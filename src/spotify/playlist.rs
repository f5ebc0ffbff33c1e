use std::time::Duration;

use reqwest::{Client, StatusCode};
use tokio::time::sleep;

use crate::{
    config,
    spotify::wait_for_retry_after,
    types::{
        AddPlaylistItemsRequest, PlaylistItemUri, PlaylistTracksResponse,
        RemovePlaylistItemsRequest, SnapshotResponse,
    },
};

fn track_uri(track_id: &str) -> String {
    format!("spotify:track:{}", track_id)
}

/// Fetches one page of a playlist's stored tracks.
///
/// The first page is addressed through the `/playlists/{id}/tracks`
/// endpoint; subsequent pages reuse the full `next` URL the previous page
/// returned, so the caller can drain membership by following `next` until
/// it is absent. Applies the read-path 429/502 retry handling.
pub async fn get_playlist_tracks_page(
    playlist_id: &str,
    token: &str,
    page_url: Option<String>,
) -> Result<PlaylistTracksResponse, reqwest::Error> {
    let api_url = match page_url {
        Some(url) => url,
        None => format!(
            "{uri}/playlists/{id}/tracks?limit=100",
            uri = &config::spotify_apiurl(),
            id = playlist_id
        ),
    };

    loop {
        let client = Client::new();
        let response = client.get(&api_url).bearer_auth(token).send().await;

        let response = match response {
            Ok(resp) => {
                if resp.status() == StatusCode::TOO_MANY_REQUESTS
                    && wait_for_retry_after(&resp).await
                {
                    continue; // retry
                }

                match resp.error_for_status() {
                    Ok(valid_response) => valid_response,
                    Err(err) => {
                        if let Some(status) = err.status() {
                            if status == StatusCode::BAD_GATEWAY {
                                sleep(Duration::from_secs(10)).await;
                                continue; // retry
                            }
                        }
                        return Err(err); // propagate other errors
                    }
                }
            }
            Err(err) => {
                return Err(err);
            } // network or reqwest error
        };

        let json = response.json::<PlaylistTracksResponse>().await?;
        return Ok(json);
    }
}

/// Inserts tracks into a playlist at the given position.
///
/// Mutation calls are not retried; any HTTP or API error propagates so the
/// caller can abort the run.
pub async fn add_tracks(
    playlist_id: &str,
    token: &str,
    track_ids: &[String],
    position: u32,
) -> Result<SnapshotResponse, reqwest::Error> {
    let api_url = format!(
        "{uri}/playlists/{id}/tracks",
        uri = &config::spotify_apiurl(),
        id = playlist_id
    );

    let body = AddPlaylistItemsRequest {
        uris: track_ids.iter().map(|id| track_uri(id)).collect(),
        position,
    };

    let client = Client::new();
    let response = client
        .post(&api_url)
        .bearer_auth(token)
        .json(&body)
        .send()
        .await?
        .error_for_status()?;

    let json = response.json::<SnapshotResponse>().await?;
    Ok(json)
}

/// Removes every occurrence of the given tracks from a playlist.
///
/// Like [`add_tracks`], mutation errors propagate without retry.
pub async fn remove_tracks(
    playlist_id: &str,
    token: &str,
    track_ids: &[String],
) -> Result<SnapshotResponse, reqwest::Error> {
    let api_url = format!(
        "{uri}/playlists/{id}/tracks",
        uri = &config::spotify_apiurl(),
        id = playlist_id
    );

    let body = RemovePlaylistItemsRequest {
        tracks: track_ids
            .iter()
            .map(|id| PlaylistItemUri { uri: track_uri(id) })
            .collect(),
    };

    let client = Client::new();
    let response = client
        .delete(&api_url)
        .bearer_auth(token)
        .json(&body)
        .send()
        .await?
        .error_for_status()?;

    let json = response.json::<SnapshotResponse>().await?;
    Ok(json)
}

━━━━━━━━

WORK INSTRUCTION. Would you retype the listing above in full, exactly as it reads?

SOLUTION FOR THIS PROBLEM.
filename src/spotify/playlist.rs
repository f5ebc0ffbff33c1e
use std::time::Duration;

use reqwest::{Client, StatusCode};
use tokio::time::sleep;

use crate::{
    config,
    spotify::wait_for_retry_after,
    types::{
        AddPlaylistItemsRequest, PlaylistItemUri, PlaylistTracksResponse,
        RemovePlaylistItemsRequest, SnapshotResponse,
    },
};

fn track_uri(track_id: &str) -> String {
    format!("spotify:track:{}", track_id)
}

/// Fetches one page of a playlist's stored tracks.
///
/// The first page is addressed through the `/playlists/{id}/tracks`
/// endpoint; subsequent pages reuse the full `next` URL the previous page
/// returned, so the caller can drain membership by following `next` until
/// it is absent. Applies the read-path 429/502 retry handling.
pub async fn get_playlist_tracks_page(
    playlist_id: &str,
    token: &str,
    page_url: Option<String>,
) -> Result<PlaylistTracksResponse, reqwest::Error> {
    let api_url = match page_url {
        Some(url) => url,
        None => format!(
            "{uri}/playlists/{id}/tracks?limit=100",
            uri = &config::spotify_apiurl(),
            id = playlist_id
        ),
    };

    loop {
        let client = Client::new();
        let response = client.get(&api_url).bearer_auth(token).send().await;

        let response = match response {
            Ok(resp) => {
                if resp.status() == StatusCode::TOO_MANY_REQUESTS
                    && wait_for_retry_after(&resp).await
                {
                    continue; // retry
                }

                match resp.error_for_status() {
                    Ok(valid_response) => valid_response,
                    Err(err) => {
                        if let Some(status) = err.status() {
                            if status == StatusCode::BAD_GATEWAY {
                                sleep(Duration::from_secs(10)).await;
                                continue; // retry
                            }
                        }
                        return Err(err); // propagate other errors
                    }
                }
            }
            Err(err) => {
                return Err(err);
            } // network or reqwest error
        };

        let json = response.json::<PlaylistTracksResponse>().await?;
        return Ok(json);
    }
}

/// Inserts tracks into a playlist at the given position.
///
/// Mutation calls are not retried; any HTTP or API error propagates so the
/// caller can abort the run.
pub async fn add_tracks(
    playlist_id: &str,
    token: &str,
    track_ids: &[String],
    position: u32,
) -> Result<SnapshotResponse, reqwest::Error> {
    let api_url = format!(
        "{uri}/playlists/{id}/tracks",
        uri = &config::spotify_apiurl(),
        id = playlist_id
    );

    let body = AddPlaylistItemsRequest {
        uris: track_ids.iter().map(|id| track_uri(id)).collect(),
        position,
    };

    let client = Client::new();
    let response = client
        .post(&api_url)
        .bearer_auth(token)
        .json(&body)
        .send()
        .await?
        .error_for_status()?;

    let json = response.json::<SnapshotResponse>().await?;
    Ok(json)
}

/// Removes every occurrence of the given tracks from a playlist.
///
/// Like [`add_tracks`], mutation errors propagate without retry.
pub async fn remove_tracks(
    playlist_id: &str,
    token: &str,
    track_ids: &[String],
) -> Result<SnapshotResponse, reqwest::Error> {
    let api_url = format!(
        "{uri}/playlists/{id}/tracks",
        uri = &config::spotify_apiurl(),
        id = playlist_id
    );

    let body = RemovePlaylistItemsRequest {
        tracks: track_ids
            .iter()
            .map(|id| PlaylistItemUri { uri: track_uri(id) })
            .collect(),
    };

    let client = Client::new();
    let response = client
        .delete(&api_url)
        .bearer_auth(token)
        .json(&body)
        .send()
        .await?
        .error_for_status()?;

    let json = response.json::<SnapshotResponse>().await?;
    Ok(json)
}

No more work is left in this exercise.